Eine beachtliche Auswahl von Werken Edvard Munchs wird derzeit in Frankfurt am Main in der Schirn-Kunsthalle ausgebreitet. Viele Bilder waren noch nie außerhalb der Heimat des Malers zu sehen. Nach seinem Tod ging der Nachlaß an die Stadt Oslo. Das Munch-Museum hat diese Ausstellung zusammengestellt.

Das Werk eines Künstlers, wie es abgeschlossen den Nachfolgenden entgegenragt, ist offenbar zu wenig. Es bedarf einer These, die fest auf fast jedem Grund haftet, wenn etwas „modern“ dazugegeben wird. Trotz seiner altertümlichen Anhänglichkeit an mystisch-metaphorische Panoramen wird für die Bildwelt des Malers „Der moderne Blick“ festgestellt. „Der Blick des Malers“ hätte sicher mehr und Genaueres ausgesagt.

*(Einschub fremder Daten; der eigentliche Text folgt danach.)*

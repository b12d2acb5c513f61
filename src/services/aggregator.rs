//! Budget aggregation
//!
//! Turns a ledger snapshot and a budget configuration into a
//! [`BudgetOverview`]. Pure: no inputs are mutated and identical inputs give
//! identical overviews. Sums and differences saturate instead of panicking,
//! so any slice of entries can be summarized.

use rust_decimal::{Decimal, RoundingStrategy};
use std::collections::BTreeMap;
use std::fmt;
use tracing::debug;

use crate::models::{BudgetConfiguration, ExpenseCategory, ExpenseEntry, Money};

/// A percentage that is undefined when its denominator is zero
#[derive(Debug, Clone, Copy, PartialEq, Eq)]
pub enum Percentage {
    Value(Decimal),
    /// The denominator was zero
    Unavailable,
    /// Defined, but larger than a decimal can hold
    OutOfRange,
}

impl Percentage {
    /// `part` as a percentage of `whole`
    pub fn of(part: Money, whole: Money) -> Self {
        if whole.is_zero() {
            return Self::Unavailable;
        }
        part.amount()
            .checked_div(whole.amount())
            .and_then(|ratio| ratio.checked_mul(Decimal::ONE_HUNDRED))
            .map(Self::Value)
            .unwrap_or(Self::OutOfRange)
    }

    /// The value, if defined and representable
    pub fn value(&self) -> Option<Decimal> {
        match self {
            Self::Value(v) => Some(*v),
            Self::Unavailable | Self::OutOfRange => None,
        }
    }

    /// True when the denominator was zero
    pub fn is_unavailable(&self) -> bool {
        matches!(self, Self::Unavailable)
    }
}

impl fmt::Display for Percentage {
    fn fmt(&self, f: &mut fmt::Formatter<'_>) -> fmt::Result {
        match self {
            Self::Value(v) => {
                let mut rounded =
                    v.round_dp_with_strategy(1, RoundingStrategy::MidpointAwayFromZero);
                rounded.rescale(1);
                write!(f, "{}%", rounded)
            }
            Self::Unavailable => write!(f, "N/A"),
            Self::OutOfRange => write!(f, ">7.9e28%"),
        }
    }
}

/// Where savings stand against the goal
#[derive(Debug, Clone, Copy, PartialEq, Eq)]
pub enum SavingsStatus {
    /// Spending exceeds income by `overspent`
    Deficit { overspent: Money },
    /// Savings reach the goal
    GoalMet,
    /// Savings are positive but `shortfall` short of the goal
    BelowGoal { shortfall: Money },
}

/// Whether a category stayed within its cap
#[derive(Debug, Clone, Copy, PartialEq, Eq)]
pub enum BudgetStatus {
    /// Spending exceeded the cap by `over`
    OverBudget { over: Money },
    /// `available` can still be spent
    WithinBudget { available: Money },
}

/// Derived figures for one category
#[derive(Debug, Clone, PartialEq, Eq)]
pub struct CategorySummary {
    pub category: ExpenseCategory,
    pub actual_spent: Money,
    pub budgeted: Money,
    /// `budgeted - actual_spent`, negative when over budget
    pub remaining: Money,
    pub percent_used: Percentage,
    /// Share of the month's total spending
    pub share_of_spending: Percentage,
    pub status: BudgetStatus,
}

impl CategorySummary {
    pub fn is_over_budget(&self) -> bool {
        matches!(self.status, BudgetStatus::OverBudget { .. })
    }
}

/// Result of one aggregation
#[derive(Debug, Clone, PartialEq, Eq)]
pub struct BudgetOverview {
    pub income: Money,
    pub savings_goal: Money,
    pub total_spent: Money,
    /// `income - total_spent`
    pub savings: Money,
    pub savings_status: SavingsStatus,
    /// One entry per fixed category, canonical order
    pub per_category: Vec<CategorySummary>,
}

impl BudgetOverview {
    /// Summary for a single category
    pub fn category(&self, category: ExpenseCategory) -> Option<&CategorySummary> {
        self.per_category.iter().find(|s| s.category == category)
    }

    /// Categories that exceeded their cap
    pub fn over_budget(&self) -> impl Iterator<Item = &CategorySummary> {
        self.per_category.iter().filter(|s| s.is_over_budget())
    }

    /// Whether any money was spent
    pub fn has_spending(&self) -> bool {
        !self.total_spent.is_zero()
    }
}

/// Classify savings against the goal
pub fn savings_status(savings: Money, goal: Money) -> SavingsStatus {
    if savings.is_negative() {
        SavingsStatus::Deficit { overspent: -savings }
    } else if savings >= goal {
        SavingsStatus::GoalMet
    } else {
        SavingsStatus::BelowGoal {
            shortfall: goal.saturating_sub(savings),
        }
    }
}

/// Classify a category's remaining budget
pub fn budget_status(remaining: Money) -> BudgetStatus {
    if remaining.is_negative() {
        BudgetStatus::OverBudget {
            over: remaining.abs(),
        }
    } else {
        BudgetStatus::WithinBudget {
            available: remaining,
        }
    }
}

/// Compute the overview for a ledger snapshot
pub fn summarize(entries: &[ExpenseEntry], config: &BudgetConfiguration) -> BudgetOverview {
    let total_spent: Money = entries.iter().map(|e| e.amount).sum();
    let savings = config.income.saturating_sub(total_spent);

    let mut spent_by_category: BTreeMap<ExpenseCategory, Money> = BTreeMap::new();
    for entry in entries {
        let spent = spent_by_category.entry(entry.category).or_default();
        *spent = spent.saturating_add(entry.amount);
    }

    let per_category = config
        .caps()
        .map(|(category, budgeted)| {
            let actual_spent = spent_by_category
                .get(&category)
                .copied()
                .unwrap_or_default();
            let remaining = budgeted.saturating_sub(actual_spent);
            CategorySummary {
                category,
                actual_spent,
                budgeted,
                remaining,
                percent_used: Percentage::of(actual_spent, budgeted),
                share_of_spending: Percentage::of(actual_spent, total_spent),
                status: budget_status(remaining),
            }
        })
        .collect();

    let savings_status = savings_status(savings, config.savings_goal);
    debug!(entries = entries.len(), %total_spent, %savings, ?savings_status, "budget summarized");

    BudgetOverview {
        income: config.income,
        savings_goal: config.savings_goal,
        total_spent,
        savings,
        savings_status,
        per_category,
    }
}

#[cfg(test)]
mod tests {
    use super::*;
    use crate::models::EntryId;
    use crate::services::Ledger;
    use rust_decimal_macros::dec;

    fn scenario_ledger() -> Ledger {
        let mut ledger = Ledger::new();
        ledger.add(ExpenseCategory::Housing, "450").unwrap();
        ledger.add(ExpenseCategory::Groceries, "80").unwrap();
        ledger
    }

    #[test]
    fn test_reference_scenario() {
        let ledger = scenario_ledger();
        let config = BudgetConfiguration::default();

        let overview = summarize(ledger.snapshot(), &config);

        assert_eq!(overview.total_spent, Money::from_units(530));
        assert_eq!(overview.savings, Money::from_units(970));
        assert_eq!(overview.savings_status, SavingsStatus::GoalMet);

        let housing = overview.category(ExpenseCategory::Housing).unwrap();
        assert_eq!(housing.remaining, Money::from_units(-350));
        assert_eq!(
            housing.status,
            BudgetStatus::OverBudget {
                over: Money::from_units(350)
            }
        );
        assert_eq!(housing.percent_used, Percentage::Value(dec!(450)));

        let groceries = overview.category(ExpenseCategory::Groceries).unwrap();
        assert_eq!(groceries.remaining, Money::from_units(20));
        assert_eq!(
            groceries.status,
            BudgetStatus::WithinBudget {
                available: Money::from_units(20)
            }
        );

        for category in [
            ExpenseCategory::Utilities,
            ExpenseCategory::Transportation,
            ExpenseCategory::Entertainment,
            ExpenseCategory::Other,
        ] {
            let summary = overview.category(category).unwrap();
            assert_eq!(summary.actual_spent, Money::zero());
            assert_eq!(summary.remaining, Money::from_units(100));
            assert_eq!(summary.percent_used, Percentage::Value(Decimal::ZERO));
        }
        assert_eq!(overview.over_budget().count(), 1);
    }

    #[test]
    fn test_every_category_in_canonical_order() {
        let overview = summarize(&[], &BudgetConfiguration::default());

        let order: Vec<_> = overview.per_category.iter().map(|s| s.category).collect();
        assert_eq!(order, ExpenseCategory::all());
        assert_eq!(overview.total_spent, Money::zero());
        assert!(!overview.has_spending());
        assert!(overview
            .per_category
            .iter()
            .all(|s| s.share_of_spending.is_unavailable()));
    }

    #[test]
    fn test_zero_budget_is_unavailable_not_error() {
        let config = BudgetConfiguration::default()
            .with_cap(ExpenseCategory::Entertainment, Money::zero());
        let mut ledger = Ledger::new();
        ledger.add(ExpenseCategory::Other, "10").unwrap();

        let overview = summarize(ledger.snapshot(), &config);

        let entertainment = overview.category(ExpenseCategory::Entertainment).unwrap();
        assert!(entertainment.percent_used.is_unavailable());
        assert_eq!(entertainment.percent_used.to_string(), "N/A");
        assert_eq!(
            entertainment.status,
            BudgetStatus::WithinBudget {
                available: Money::zero()
            }
        );

        let other = overview.category(ExpenseCategory::Other).unwrap();
        assert_eq!(other.percent_used, Percentage::Value(dec!(10)));
        assert_eq!(overview.per_category.len(), 6);
    }

    #[test]
    fn test_spending_against_zero_cap() {
        let config = BudgetConfiguration::default()
            .with_cap(ExpenseCategory::Entertainment, Money::zero());
        let mut ledger = Ledger::new();
        ledger.add(ExpenseCategory::Entertainment, "15").unwrap();

        let overview = summarize(ledger.snapshot(), &config);

        let entertainment = overview.category(ExpenseCategory::Entertainment).unwrap();
        assert_eq!(entertainment.percent_used, Percentage::Unavailable);
        assert_eq!(entertainment.remaining, Money::from_units(-15));
        assert_eq!(
            entertainment.status,
            BudgetStatus::OverBudget {
                over: Money::from_units(15)
            }
        );
        assert_eq!(entertainment.share_of_spending, Percentage::Value(dec!(100)));
    }

    #[test]
    fn test_largest_amounts_summarize_without_panic() {
        let largest = "79228162514264337593543950335";
        let mut ledger = Ledger::new();
        ledger.add(ExpenseCategory::Housing, largest).unwrap();
        assert!(ledger.add(ExpenseCategory::Housing, largest).is_err());

        let overview = summarize(ledger.snapshot(), &BudgetConfiguration::default());
        assert_eq!(overview.total_spent, Money::new(Decimal::MAX));
        assert!(matches!(overview.savings_status, SavingsStatus::Deficit { .. }));

        // Slices not built through a ledger saturate instead
        let entries = vec![
            ExpenseEntry::new(
                EntryId::from_raw(1),
                ExpenseCategory::Housing,
                Money::new(Decimal::MAX),
            ),
            ExpenseEntry::new(
                EntryId::from_raw(2),
                ExpenseCategory::Housing,
                Money::new(Decimal::MAX),
            ),
        ];
        let mut config = BudgetConfiguration::default();
        config.income = Money::new(Decimal::MIN);
        let overview = summarize(&entries, &config);
        assert_eq!(overview.total_spent, Money::new(Decimal::MAX));
        assert_eq!(overview.savings, Money::new(Decimal::MIN));
        assert!(overview
            .category(ExpenseCategory::Housing)
            .unwrap()
            .is_over_budget());
    }

    #[test]
    fn test_percentage_out_of_range_is_not_unavailable() {
        let tiny_cap = Money::new(dec!(0.01));
        let percent = Percentage::of(Money::new(Decimal::MAX), tiny_cap);

        assert_eq!(percent, Percentage::OutOfRange);
        assert!(!percent.is_unavailable());
        assert_eq!(percent.value(), None);
        assert_eq!(percent.to_string(), ">7.9e28%");

        assert_eq!(
            Percentage::of(Money::from_units(450), Money::from_units(100)),
            Percentage::Value(dec!(450))
        );
        assert_eq!(
            Percentage::of(Money::from_units(5), Money::zero()),
            Percentage::Unavailable
        );
    }

    #[test]
    fn test_deficit() {
        let mut config = BudgetConfiguration::default();
        config.income = Money::from_units(1000);
        let mut ledger = Ledger::new();
        ledger.add(ExpenseCategory::Housing, "700").unwrap();
        ledger.add(ExpenseCategory::Transportation, "500").unwrap();

        let overview = summarize(ledger.snapshot(), &config);

        assert_eq!(overview.savings, Money::from_units(-200));
        assert_eq!(
            overview.savings_status,
            SavingsStatus::Deficit {
                overspent: Money::from_units(200)
            }
        );
    }

    #[test]
    fn test_below_goal_carries_shortfall() {
        assert_eq!(
            savings_status(Money::from_units(150), Money::from_units(200)),
            SavingsStatus::BelowGoal {
                shortfall: Money::from_units(50)
            }
        );
        assert_eq!(
            savings_status(Money::from_units(200), Money::from_units(200)),
            SavingsStatus::GoalMet
        );
        assert_eq!(
            savings_status(Money::zero(), Money::zero()),
            SavingsStatus::GoalMet
        );
    }

    #[test]
    fn test_share_of_spending() {
        let overview = summarize(scenario_ledger().snapshot(), &BudgetConfiguration::default());
        let groceries = overview.category(ExpenseCategory::Groceries).unwrap();
        assert_eq!(groceries.share_of_spending.to_string(), "15.1%");
    }

    #[test]
    fn test_summarize_is_deterministic() {
        let ledger = scenario_ledger();
        let config = BudgetConfiguration::default();

        let first = summarize(ledger.snapshot(), &config);
        let second = summarize(ledger.snapshot(), &config);

        assert_eq!(first, second);
        assert_eq!(ledger.len(), 2);
    }

    #[test]
    fn test_full_precision_until_display() {
        let mut ledger = Ledger::new();
        for _ in 0..3 {
            ledger.add(ExpenseCategory::Other, "0.333").unwrap();
        }
        let overview = summarize(ledger.snapshot(), &BudgetConfiguration::default());
        assert_eq!(overview.total_spent, Money::new(dec!(0.999)));
        assert_eq!(overview.total_spent.to_string(), "€1.00");
    }
}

Dieser hält sich erstaunlich eng an seine Anschauung, so daß er Jahrzehnte nach einem privaten Ereignis dessen räumliche und figürliche Entfaltung noch einmal nachstellt. Ein weibliches Modell berichtet, wie es im weißen Anzug für eine Szenerie posieren mußte, die sich in der bedrängten Situation während der staatlichen Lösung Norwegens vom schwedischen Mutterland 1905 ereignete. Es kam damals im Freundeskreis zu einem Streit über die physische Wehrbereitschaft des Malers. Freilich befand sich der Trunksüchtige außerstande, seine Haltung durch einen Militärdienst zu bekräftigen. Da patriotische Kundgebungen ihm ein Bedürfnis waren, glaubte er den Zweifel an seiner Gesinnung nur mit Blut abwaschen zu können. Ein Wort gibt das andere und die angetrunkenen Männer torkelten auf die Straße. Bei einem heftigen Schlag verstauchte sich der Maler sein Handgelenk, der Freund Ludvig Karsten verströmt sein Blut auf seinen eleganten Anzug.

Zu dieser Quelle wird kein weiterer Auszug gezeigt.